Content starts
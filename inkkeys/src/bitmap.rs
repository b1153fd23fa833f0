//! Rectangular 1-bit bitmaps for the e-ink panel.

use std::fmt;

/// A 1-bit image.
///
/// Set pixels are white (paper), cleared pixels are black (ink), matching the
/// bit values the panel expects.
#[derive(Clone, PartialEq, Eq)]
pub struct Bitmap {
    width: u32,
    height: u32,
    pixels: Vec<bool>,
}

impl Bitmap {
    /// A bitmap with every pixel set to `white`.
    pub fn filled(width: u32, height: u32, white: bool) -> Self {
        Self {
            width,
            height,
            pixels: vec![white; (width as usize) * (height as usize)],
        }
    }

    /// An all-white bitmap.
    pub fn blank(width: u32, height: u32) -> Self {
        Self::filled(width, height, true)
    }

    /// Build a bitmap from row-major pixels.
    ///
    /// Returns `None` if the pixel count does not match the size.
    pub fn from_pixels(width: u32, height: u32, pixels: Vec<bool>) -> Option<Self> {
        (pixels.len() == (width as usize) * (height as usize)).then_some(Self {
            width,
            height,
            pixels,
        })
    }

    /// Width in pixels.
    pub fn width(&self) -> u32 {
        self.width
    }

    /// Height in pixels.
    pub fn height(&self) -> u32 {
        self.height
    }

    /// `(width, height)`.
    pub fn size(&self) -> (u32, u32) {
        (self.width, self.height)
    }

    /// Pixel value, `None` outside the bitmap.
    pub fn get(&self, x: u32, y: u32) -> Option<bool> {
        (x < self.width && y < self.height).then(|| self.pixels[self.index(x, y)])
    }

    /// Set one pixel; coordinates outside the bitmap are ignored.
    pub fn set(&mut self, x: u32, y: u32, white: bool) {
        if x < self.width && y < self.height {
            let index = self.index(x, y);
            self.pixels[index] = white;
        }
    }

    /// Swap black and white.
    #[must_use]
    pub fn inverted(&self) -> Self {
        Self {
            width: self.width,
            height: self.height,
            pixels: self
                .pixels
                .iter()
                .map(|p| !p)
                .collect(),
        }
    }

    /// Nearest-neighbour rescale.
    #[must_use]
    pub fn resized(&self, width: u32, height: u32) -> Self {
        if (width, height) == self.size() {
            return self.clone();
        }

        let mut out = Self::blank(width, height);
        if self.width == 0 || self.height == 0 {
            return out;
        }

        for y in 0..height {
            let src_y = (u64::from(y) * u64::from(self.height) / u64::from(height)) as u32;
            for x in 0..width {
                let src_x = (u64::from(x) * u64::from(self.width) / u64::from(width)) as u32;
                out.set(x, y, self.pixels[self.index(src_x, src_y)]);
            }
        }
        out
    }

    /// Wire payload: the image turned 180°, row-major, MSB first.
    ///
    /// Bits are packed continuously across rows into `ceil(w*h/8)` bytes.
    /// Turning the image by 180° is the same as walking the pixels backwards.
    pub fn pack_rotated(&self) -> Vec<u8> {
        let mut out = vec![0u8; self.pixels.len().div_ceil(8)];
        for (i, &white) in self
            .pixels
            .iter()
            .rev()
            .enumerate()
        {
            if white {
                out[i / 8] |= 0x80 >> (i % 8);
            }
        }
        out
    }

    fn index(&self, x: u32, y: u32) -> usize {
        (y as usize) * (self.width as usize) + (x as usize)
    }
}

impl fmt::Debug for Bitmap {
    fn fmt(&self, f: &mut fmt::Formatter<'_>) -> fmt::Result {
        write!(f, "Bitmap({}x{})", self.width, self.height)
    }
}
//! Host-side reactions to key events.
//!
//! Callbacks receive the [`Device`] they were dispatched from, so they can
//! send commands or swap callbacks (including themselves) while running.

use std::collections::HashMap;
use std::fmt;
use std::sync::Arc;

use crate::error::Result;
use crate::protocol::{KeyCode, KeyToken};
use crate::session::Device;

/// Callback for a switch edge or a jog step.
pub type KeyCallback = Arc<dyn Fn(&mut Device) -> Result<()> + Send + Sync>;

/// Callback for absolute jog positions.
pub type JogCallback = Arc<dyn Fn(&mut Device, i32) -> Result<()> + Send + Sync>;

/// A callback resolved for one inbound token, detached from the table.
pub enum Handler {
    /// Key edge or jog step.
    Key(KeyCallback),
    /// Absolute jog position with its value.
    Jog(JogCallback, i32),
}

impl Handler {
    /// Run the callback.
    pub fn invoke(self, device: &mut Device) -> Result<()> {
        match self {
            Self::Key(callback) => callback(device),
            Self::Jog(callback, value) => callback(device, value),
        }
    }
}

/// At most one callback per key code plus one jog-position callback.
#[derive(Default)]
pub struct CallbackTable {
    keys: HashMap<KeyCode, KeyCallback>,
    jog: Option<JogCallback>,
}

impl CallbackTable {
    /// Create an empty table.
    pub fn new() -> Self {
        Self::default()
    }

    /// Set the callback for `key`, replacing any previous one.
    pub fn register<F>(&mut self, key: KeyCode, callback: F)
    where
        F: Fn(&mut Device) -> Result<()> + Send + Sync + 'static,
    {
        self.keys.insert(key, Arc::new(callback));
    }

    /// Set the jog-position callback, replacing any previous one.
    pub fn register_jog<F>(&mut self, callback: F)
    where
        F: Fn(&mut Device, i32) -> Result<()> + Send + Sync + 'static,
    {
        self.jog = Some(Arc::new(callback));
    }

    /// Remove the callback for `key`.
    pub fn clear(&mut self, key: KeyCode) {
        self.keys.remove(&key);
    }

    /// Remove the jog-position callback.
    pub fn clear_jog(&mut self) {
        self.jog = None;
    }

    /// Remove every callback.
    pub fn clear_all(&mut self) {
        self.keys.clear();
        self.jog = None;
    }

    /// Whether `key` has a callback.
    pub fn contains(&self, key: KeyCode) -> bool {
        self.keys.contains_key(&key)
    }

    /// Number of registered callbacks, the jog callback included.
    pub fn len(&self) -> usize {
        self.keys.len() + usize::from(self.jog.is_some())
    }

    /// Whether nothing is registered.
    pub fn is_empty(&self) -> bool {
        self.len() == 0
    }

    /// Resolve the callback for `token`, if any.
    ///
    /// The returned handler holds its own reference, so the table may be
    /// changed while it runs.
    pub fn handler(&self, token: KeyToken) -> Option<Handler> {
        match token {
            KeyToken::Key(code) => self
                .keys
                .get(&code)
                .cloned()
                .map(Handler::Key),
            KeyToken::JogPosition(value) => self
                .jog
                .clone()
                .map(|callback| Handler::Jog(callback, value)),
        }
    }
}

impl fmt::Debug for CallbackTable {
    fn fmt(&self, f: &mut fmt::Formatter<'_>) -> fmt::Result {
        let mut keys: Vec<String> = self
            .keys
            .keys()
            .map(ToString::to_string)
            .collect();
        keys.sort();
        f.debug_struct("CallbackTable")
            .field("keys", &keys)
            .field("jog", &self.jog.is_some())
            .finish()
    }
}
Content ends
### The problem
All that belongs in the answer is the lines from the start of the entries above through the line containing "if (width, height)", each given exactly.

### Exercise result
filename inkkeys/src/bitmap.rs
repository b1153fd23fa833f0
//! Rectangular 1-bit bitmaps for the e-ink panel.

use std::fmt;

/// A 1-bit image.
///
/// Set pixels are white (paper), cleared pixels are black (ink), matching the
/// bit values the panel expects.
#[derive(Clone, PartialEq, Eq)]
pub struct Bitmap {
    width: u32,
    height: u32,
    pixels: Vec<bool>,
}

impl Bitmap {
    /// A bitmap with every pixel set to `white`.
    pub fn filled(width: u32, height: u32, white: bool) -> Self {
        Self {
            width,
            height,
            pixels: vec![white; (width as usize) * (height as usize)],
        }
    }

    /// An all-white bitmap.
    pub fn blank(width: u32, height: u32) -> Self {
        Self::filled(width, height, true)
    }

    /// Build a bitmap from row-major pixels.
    ///
    /// Returns `None` if the pixel count does not match the size.
    pub fn from_pixels(width: u32, height: u32, pixels: Vec<bool>) -> Option<Self> {
        (pixels.len() == (width as usize) * (height as usize)).then_some(Self {
            width,
            height,
            pixels,
        })
    }

    /// Width in pixels.
    pub fn width(&self) -> u32 {
        self.width
    }

    /// Height in pixels.
    pub fn height(&self) -> u32 {
        self.height
    }

    /// `(width, height)`.
    pub fn size(&self) -> (u32, u32) {
        (self.width, self.height)
    }

    /// Pixel value, `None` outside the bitmap.
    pub fn get(&self, x: u32, y: u32) -> Option<bool> {
        (x < self.width && y < self.height).then(|| self.pixels[self.index(x, y)])
    }

    /// Set one pixel; coordinates outside the bitmap are ignored.
    pub fn set(&mut self, x: u32, y: u32, white: bool) {
        if x < self.width && y < self.height {
            let index = self.index(x, y);
            self.pixels[index] = white;
        }
    }

    /// Swap black and white.
    #[must_use]
    pub fn inverted(&self) -> Self {
        Self {
            width: self.width,
            height: self.height,
            pixels: self
                .pixels
                .iter()
                .map(|p| !p)
                .collect(),
        }
    }

    /// Nearest-neighbour rescale.
    #[must_use]
    pub fn resized(&self, width: u32, height: u32) -> Self {
        if (width, height) == self.size() {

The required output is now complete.